• ACTIVITY
Your task is to print the listing exactly as it stands.

• INPUT MATERIAL
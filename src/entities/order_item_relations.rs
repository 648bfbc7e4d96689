use sea_orm::entity::prelude::*;

/// 订单与明细的关联表
/// 删除关联时由应用层级联删除对应明细（见 services::order_ledger）
#[derive(Clone, Debug, PartialEq, DeriveEntityModel, Eq)]
#[sea_orm(table_name = "order_item_relations")]
pub struct Model {
    #[sea_orm(primary_key)]
    pub id: i64,
    pub order_id: i64,
    pub order_item_id: i64,
}

#[derive(Copy, Clone, Debug, EnumIter, DeriveRelation)]
pub enum Relation {
    #[sea_orm(
        belongs_to = "super::orders::Entity",
        from = "Column::OrderId",
        to = "super::orders::Column::Id",
        on_delete = "Cascade"
    )]
    Order,
    #[sea_orm(
        belongs_to = "super::order_items::Entity",
        from = "Column::OrderItemId",
        to = "super::order_items::Column::Id",
        on_delete = "Cascade"
    )]
    OrderItem,
}

impl Related<super::orders::Entity> for Entity {
    fn to() -> RelationDef {
        Relation::Order.def()
    }
}

impl Related<super::order_items::Entity> for Entity {
    fn to() -> RelationDef {
        Relation::OrderItem.def()
    }
}

impl ActiveModelBehavior for ActiveModel {}
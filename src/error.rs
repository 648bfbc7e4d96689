use actix_web::{HttpResponse, ResponseError};
use serde_json::json;
use thiserror::Error;

pub type AppResult<T> = Result<T, AppError>;

#[derive(Error, Debug)]
pub enum AppError {
    #[error("Database error: {0}")]
    DatabaseError(#[from] sea_orm::DbErr),

    #[error("Validation error: {0}")]
    ValidationError(String),

    #[error("Auth error: {0}")]
    AuthError(String),

    #[error("Not found: {0}")]
    NotFound(String),

    #[error("Forbidden")]
    Forbidden,

    #[error("Permission denied")]
    PermissionDenied,

    #[error("External API error: {0}")]
    ExternalApiError(String),

    #[error("Config error: {0}")]
    ConfigError(String),

    #[error("Internal server error: {0}")]
    InternalError(String),

    #[error("JWT error: {0}")]
    JwtError(#[from] jsonwebtoken::errors::Error),

    #[error("HTTP request error: {0}")]
    ReqwestError(#[from] reqwest::Error),

    #[error("JSON serialization/deserialization error: {0}")]
    SerdeJsonError(#[from] serde_json::Error),
}

impl AppError {
    pub fn code(&self) -> &'static str {
        match self {
            AppError::ValidationError(_) => "VALIDATION_ERROR",
            AppError::AuthError(_) | AppError::JwtError(_) => "AUTH_ERROR",
            AppError::NotFound(_) => "NOT_FOUND",
            AppError::Forbidden | AppError::PermissionDenied => "FORBIDDEN",
            AppError::ExternalApiError(_) => "EXTERNAL_API_ERROR",
            AppError::DatabaseError(_) => "DATABASE_ERROR",
            _ => "INTERNAL_ERROR",
        }
    }
}

impl ResponseError for AppError {
    fn error_response(&self) -> HttpResponse {
        let (status_code, message) = match self {
            AppError::ValidationError(msg) => {
                log::warn!("Validation error: {msg}");
                (actix_web::http::StatusCode::BAD_REQUEST, msg.clone())
            }
            AppError::AuthError(msg) => {
                log::warn!("Authentication error: {msg}");
                (actix_web::http::StatusCode::UNAUTHORIZED, msg.clone())
            }
            AppError::JwtError(err) => {
                log::warn!("Token rejected: {err}");
                (
                    actix_web::http::StatusCode::UNAUTHORIZED,
                    "Invalid token".to_string(),
                )
            }
            AppError::NotFound(msg) => (actix_web::http::StatusCode::NOT_FOUND, msg.clone()),
            AppError::Forbidden => {
                log::warn!("Forbidden access");
                (
                    actix_web::http::StatusCode::FORBIDDEN,
                    "Forbidden".to_string(),
                )
            }
            AppError::PermissionDenied => {
                log::warn!("Permission denied");
                (
                    actix_web::http::StatusCode::FORBIDDEN,
                    "Permission denied".to_string(),
                )
            }
            AppError::ExternalApiError(msg) => {
                log::error!("External API error: {msg}");
                (actix_web::http::StatusCode::BAD_GATEWAY, msg.clone())
            }
            AppError::DatabaseError(err) => {
                log::error!("Database error: {err}");
                (
                    actix_web::http::StatusCode::INTERNAL_SERVER_ERROR,
                    "Database error".to_string(),
                )
            }
            _ => {
                log::error!("Internal error: {self}");
                (
                    actix_web::http::StatusCode::INTERNAL_SERVER_ERROR,
                    "Internal server error".to_string(),
                )
            }
        };

        HttpResponse::build(status_code).json(json!({
            "success": false,
            "error": {
                "code": self.code(),
                "message": message
            }
        }))
    }
}

#[cfg(test)]
mod tests {
    use super::*;
    use actix_web::http::StatusCode;

    #[test]
    fn test_error_status_codes() {
        assert_eq!(
            AppError::ValidationError("x".into()).error_response().status(),
            StatusCode::BAD_REQUEST
        );
        assert_eq!(
            AppError::NotFound("x".into()).error_response().status(),
            StatusCode::NOT_FOUND
        );
        assert_eq!(
            AppError::PermissionDenied.error_response().status(),
            StatusCode::FORBIDDEN
        );
        assert_eq!(
            AppError::DatabaseError(sea_orm::DbErr::Custom("boom".into()))
                .error_response()
                .status(),
            StatusCode::INTERNAL_SERVER_ERROR
        );
    }

    #[test]
    fn test_error_codes() {
        assert_eq!(AppError::ValidationError("x".into()).code(), "VALIDATION_ERROR");
        assert_eq!(AppError::InternalError("x".into()).code(), "INTERNAL_ERROR");
    }
}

• WRITTEN RESPONSE
filename src/entities/order_item_relations.rs
repository 648bfbc7e4d96689
use sea_orm::entity::prelude::*;

/// 订单与明细的关联表
/// 删除关联时由应用层级联删除对应明细（见 services::order_ledger）
#[derive(Clone, Debug, PartialEq, DeriveEntityModel, Eq)]
#[sea_orm(table_name = "order_item_relations")]
pub struct Model {
    #[sea_orm(primary_key)]
    pub id: i64,
    pub order_id: i64,
    pub order_item_id: i64,
}

#[derive(Copy, Clone, Debug, EnumIter, DeriveRelation)]
pub enum Relation {
    #[sea_orm(
        belongs_to = "super::orders::Entity",
        from = "Column::OrderId",
        to = "super::orders::Column::Id",
        on_delete = "Cascade"
    )]
    Order,
    #[sea_orm(
        belongs_to = "super::order_items::Entity",
        from = "Column::OrderItemId",
        to = "super::order_items::Column::Id",
        on_delete = "Cascade"
    )]
    OrderItem,
}

impl Related<super::orders::Entity> for Entity {
    fn to() -> RelationDef {
        Relation::Order.def()
    }
}

impl Related<super::order_items::Entity> for Entity {
    fn to() -> RelationDef {
        Relation::OrderItem.def()
    }
}

impl ActiveModelBehavior for ActiveModel {}
filename src/error.rs
repository 648bfbc7e4d96689
use actix_web::{HttpResponse, ResponseError};
use serde_json::json;
use thiserror::Error;

pub type AppResult<T> = Result<T, AppError>;

#[derive(Error, Debug)]
pub enum AppError {
    #[error("Database error: {0}")]
    DatabaseError(#[from] sea_orm::DbErr),

    #[error("Validation error: {0}")]
    ValidationError(String),

    #[error("Auth error: {0}")]
    AuthError(String),

    #[error("Not found: {0}")]
    NotFound(String),

    #[error("Forbidden")]
    Forbidden,

    #[error("Permission denied")]
    PermissionDenied,

    #[error("External API error: {0}")]
    ExternalApiError(String),

    #[error("Config error: {0}")]
    ConfigError(String),

    #[error("Internal server error: {0}")]
    InternalError(String),

    #[error("JWT error: {0}")]
    JwtError(#[from] jsonwebtoken::errors::Error),

    #[error("HTTP request error: {0}")]
    ReqwestError(#[from] reqwest::Error),

    #[error("JSON serialization/deserialization error: {0}")]
    SerdeJsonError(#[from] serde_json::Error),
}

impl AppError {
    pub fn code(&self) -> &'static str {
        match self {
            AppError::ValidationError(_) => "VALIDATION_ERROR",
            AppError::AuthError(_) | AppError::JwtError(_) => "AUTH_ERROR",
            AppError::NotFound(_) => "NOT_FOUND",
            AppError::Forbidden | AppError::PermissionDenied => "FORBIDDEN",
            AppError::ExternalApiError(_) => "EXTERNAL_API_ERROR",
            AppError::DatabaseError(_) => "DATABASE_ERROR",
            _ => "INTERNAL_ERROR",
        }
    }
}

impl ResponseError for AppError {
    fn error_response(&self) -> HttpResponse {
        let (status_code, message) = match self {
            AppError::ValidationError(msg) => {
                log::warn!("Validation error: {msg}");
                (actix_web::http::StatusCode::BAD_REQUEST, msg.clone())
            }
            AppError::AuthError(msg) => {
                log::warn!("Authentication error: {msg}");
                (actix_web::http::StatusCode::UNAUTHORIZED, msg.clone())
            }
            AppError::JwtError(err) => {
                log::warn!("Token rejected: {err}");
                (
                    actix_web::http::StatusCode::UNAUTHORIZED,
                    "Invalid token".to_string(),
                )
            }
            AppError::NotFound(msg) => (actix_web::http::StatusCode::NOT_FOUND, msg.clone()),
            AppError::Forbidden => {
                log::warn!("Forbidden access");
                (
                    actix_web::http::StatusCode::FORBIDDEN,
                    "Forbidden".to_string(),
                )
            }
            AppError::PermissionDenied => {
                log::warn!("Permission denied");
                (
                    actix_web::http::StatusCode::FORBIDDEN,
                    "Permission denied".to_string(),
                )
            }
            AppError::ExternalApiError(msg) => {
                log::error!("External API error: {msg}");
                (actix_web::http::StatusCode::BAD_GATEWAY, msg.clone())
            }
            AppError::DatabaseError(err) => {
                log::error!("Database error: {err}");
                (
                    actix_web::http::StatusCode::INTERNAL_SERVER_ERROR,
                    "Database error".to_string(),
                )
            }
            _ => {
                log::error!("Internal error: {self}");
                (
                    actix_web::http::StatusCode::INTERNAL_SERVER_ERROR,
                    "Internal server error".to_string(),
                )
            }
        };

        HttpResponse::build(status_code).json(json!({
            "success": false,
            "error": {
                "code": self.code(),
                "message": message
            }
        }))
    }
}

#[cfg(test)]
mod tests {
    use super::*;
    use actix_web::http::StatusCode;

    #[test]
    fn test_error_status_codes() {
        assert_eq!(
            AppError::ValidationError("x".into()).error_response().status(),
            StatusCode::BAD_REQUEST
        );
        assert_eq!(
            AppError::NotFound("x".into()).error_response().status(),
            StatusCode::NOT_FOUND
        );
        assert_eq!(
            AppError::PermissionDenied.error_response().status(),
            StatusCode::FORBIDDEN
        );
        assert_eq!(
            AppError::DatabaseError(sea_orm::DbErr::Custom("boom".into()))
                .error_response()
                .status(),
            StatusCode::INTERNAL_SERVER_ERROR
        );
    }

    #[test]
    fn test_error_codes() {
        assert_eq!(AppError::ValidationError("x".into()).code(), "VALIDATION_ERROR");
        assert_eq!(AppError::InternalError("x".into()).code(), "INTERNAL_ERROR");
    }
}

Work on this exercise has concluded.